── Provided data ──

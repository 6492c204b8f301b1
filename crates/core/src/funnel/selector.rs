use serde::{Deserialize, Serialize};

use crate::funnel::signals::SignalSet;
use crate::funnel::stages::{Stage, StageRuleId};

/// Everything stage selection looks at. Recomputed from the transcript on every call.
#[derive(Clone, Copy, Debug, PartialEq, Eq)]
pub struct SelectionInput {
    pub transcript_len: usize,
    pub signals: SignalSet,
    pub matched_products: usize,
}

#[derive(Clone, Copy, Debug, PartialEq, Eq, Serialize, Deserialize)]
pub struct StageDecision {
    pub stage: Stage,
    pub rule: StageRuleId,
}

#[derive(Clone, Copy)]
pub struct StageRule {
    pub id: StageRuleId,
    pub stage: Stage,
    pub predicate: fn(&SelectionInput) -> bool,
}

impl std::fmt::Debug for StageRule {
    fn fmt(&self, f: &mut std::fmt::Formatter<'_>) -> std::fmt::Result {
        f.debug_struct("StageRule").field("id", &self.id).field("stage", &self.stage).finish()
    }
}

impl StageRule {
    pub fn applies(&self, input: &SelectionInput) -> bool {
        (self.predicate)(input)
    }
}

/// Greeting plus the first user reply.
pub const FIRST_USER_TURN_LEN: usize = 2;

/// First-match-wins decision table over [`SelectionInput`].
#[derive(Clone, Debug)]
pub struct StageSelector {
    rules: Vec<StageRule>,
}

impl Default for StageSelector {
    fn default() -> Self {
        Self::with_rules(default_rules())
    }
}

impl StageSelector {
    pub fn with_rules(rules: Vec<StageRule>) -> Self {
        Self { rules }
    }

    pub fn rules(&self) -> &[StageRule] {
        &self.rules
    }

    pub fn select(&self, input: &SelectionInput) -> StageDecision {
        self.rules
            .iter()
            .find(|rule| rule.applies(input))
            .map(|rule| StageDecision { stage: rule.stage, rule: rule.id })
            .unwrap_or(StageDecision { stage: Stage::Commitment, rule: StageRuleId::Fallback })
    }
}

pub fn default_rules() -> Vec<StageRule> {
    vec![
        StageRule {
            id: StageRuleId::FirstUserTurn,
            stage: Stage::Reciprocity,
            predicate: |input| input.transcript_len == FIRST_USER_TURN_LEN,
        },
        StageRule {
            id: StageRuleId::Hesitation,
            stage: Stage::Scarcity,
            predicate: |input| input.signals.shows_hesitation,
        },
        StageRule {
            id: StageRuleId::CuriousInterest,
            stage: Stage::SocialProof,
            predicate: |input| input.signals.is_question && input.signals.shows_interest,
        },
        StageRule {
            id: StageRuleId::BuyReadiness,
            stage: Stage::Anchoring,
            predicate: |input| input.signals.ready_to_buy,
        },
        StageRule {
            id: StageRuleId::CatalogMatch,
            stage: Stage::Authority,
            predicate: |input| input.matched_products > 0,
        },
        StageRule { id: StageRuleId::Fallback, stage: Stage::Commitment, predicate: |_| true },
    ]
}

#[cfg(test)]
mod tests {
    use super::{SelectionInput, StageDecision, StageRule, StageSelector};
    use crate::funnel::signals::SignalSet;
    use crate::funnel::stages::{Stage, StageRuleId};

    fn all_signals() -> SignalSet {
        SignalSet {
            is_question: true,
            shows_interest: true,
            shows_hesitation: true,
            ready_to_buy: true,
        }
    }

    fn input(transcript_len: usize, signals: SignalSet, matched_products: usize) -> SelectionInput {
        SelectionInput { transcript_len, signals, matched_products }
    }

    #[test]
    fn rule_order_is_fixed() {
        let stages =
            StageSelector::default().rules().iter().map(|rule| rule.stage).collect::<Vec<_>>();
        assert_eq!(stages, Stage::ALL.to_vec());
    }

    #[test]
    fn first_user_turn_wins_over_every_signal() {
        for matched in [0, 3] {
            for signals in [SignalSet::default(), all_signals()] {
                let decision = StageSelector::default().select(&input(2, signals, matched));
                assert_eq!(decision.stage, Stage::Reciprocity);
                assert_eq!(decision.rule, StageRuleId::FirstUserTurn);
            }
        }
    }

    #[test]
    fn hesitation_beats_question_interest_and_buying() {
        let decision = StageSelector::default().select(&input(4, all_signals(), 2));
        assert_eq!(decision.stage, Stage::Scarcity);
    }

    #[test]
    fn question_needs_interest_for_social_proof() {
        let selector = StageSelector::default();
        let curious = SignalSet { is_question: true, shows_interest: true, ..SignalSet::default() };
        let question_only = SignalSet { is_question: true, ..SignalSet::default() };

        assert_eq!(selector.select(&input(5, curious, 0)).stage, Stage::SocialProof);
        assert_eq!(selector.select(&input(5, question_only, 0)).stage, Stage::Commitment);
        assert_eq!(selector.select(&input(5, question_only, 1)).stage, Stage::Authority);
    }

    #[test]
    fn buy_readiness_beats_catalog_match() {
        let buying = SignalSet { ready_to_buy: true, ..SignalSet::default() };
        let decision = StageSelector::default().select(&input(6, buying, 2));
        assert_eq!(
            decision,
            StageDecision { stage: Stage::Anchoring, rule: StageRuleId::BuyReadiness }
        );
    }

    #[test]
    fn nothing_matched_falls_back_to_commitment() {
        let decision = StageSelector::default().select(&input(3, SignalSet::default(), 0));
        assert_eq!(decision.stage, Stage::Commitment);
        assert_eq!(decision.rule, StageRuleId::Fallback);
    }

    #[test]
    fn single_message_transcript_is_not_a_first_turn() {
        let decision = StageSelector::default().select(&input(1, SignalSet::default(), 0));
        assert_eq!(decision.stage, Stage::Commitment);
    }

    #[test]
    fn empty_rule_table_still_terminates() {
        let selector = StageSelector::with_rules(Vec::<StageRule>::new());
        let decision = selector.select(&input(2, all_signals(), 1));
        assert_eq!(decision.stage, Stage::Commitment);
    }

    #[test]
    fn selection_is_idempotent() {
        let selector = StageSelector::default();
        let decision_input = input(7, SignalSet { ready_to_buy: true, ..SignalSet::default() }, 1);
        assert_eq!(selector.select(&decision_input), selector.select(&decision_input));
    }
}
use std::process::ExitCode;

fn main() -> ExitCode {
    pitchcraft_cli::run()
}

───

* [Problem to solve]: Go through the entries above and copy out every line that includes the word "Reciprocity".

* [The answer]:
            stage: Stage::Reciprocity,
                assert_eq!(decision.stage, Stage::Reciprocity);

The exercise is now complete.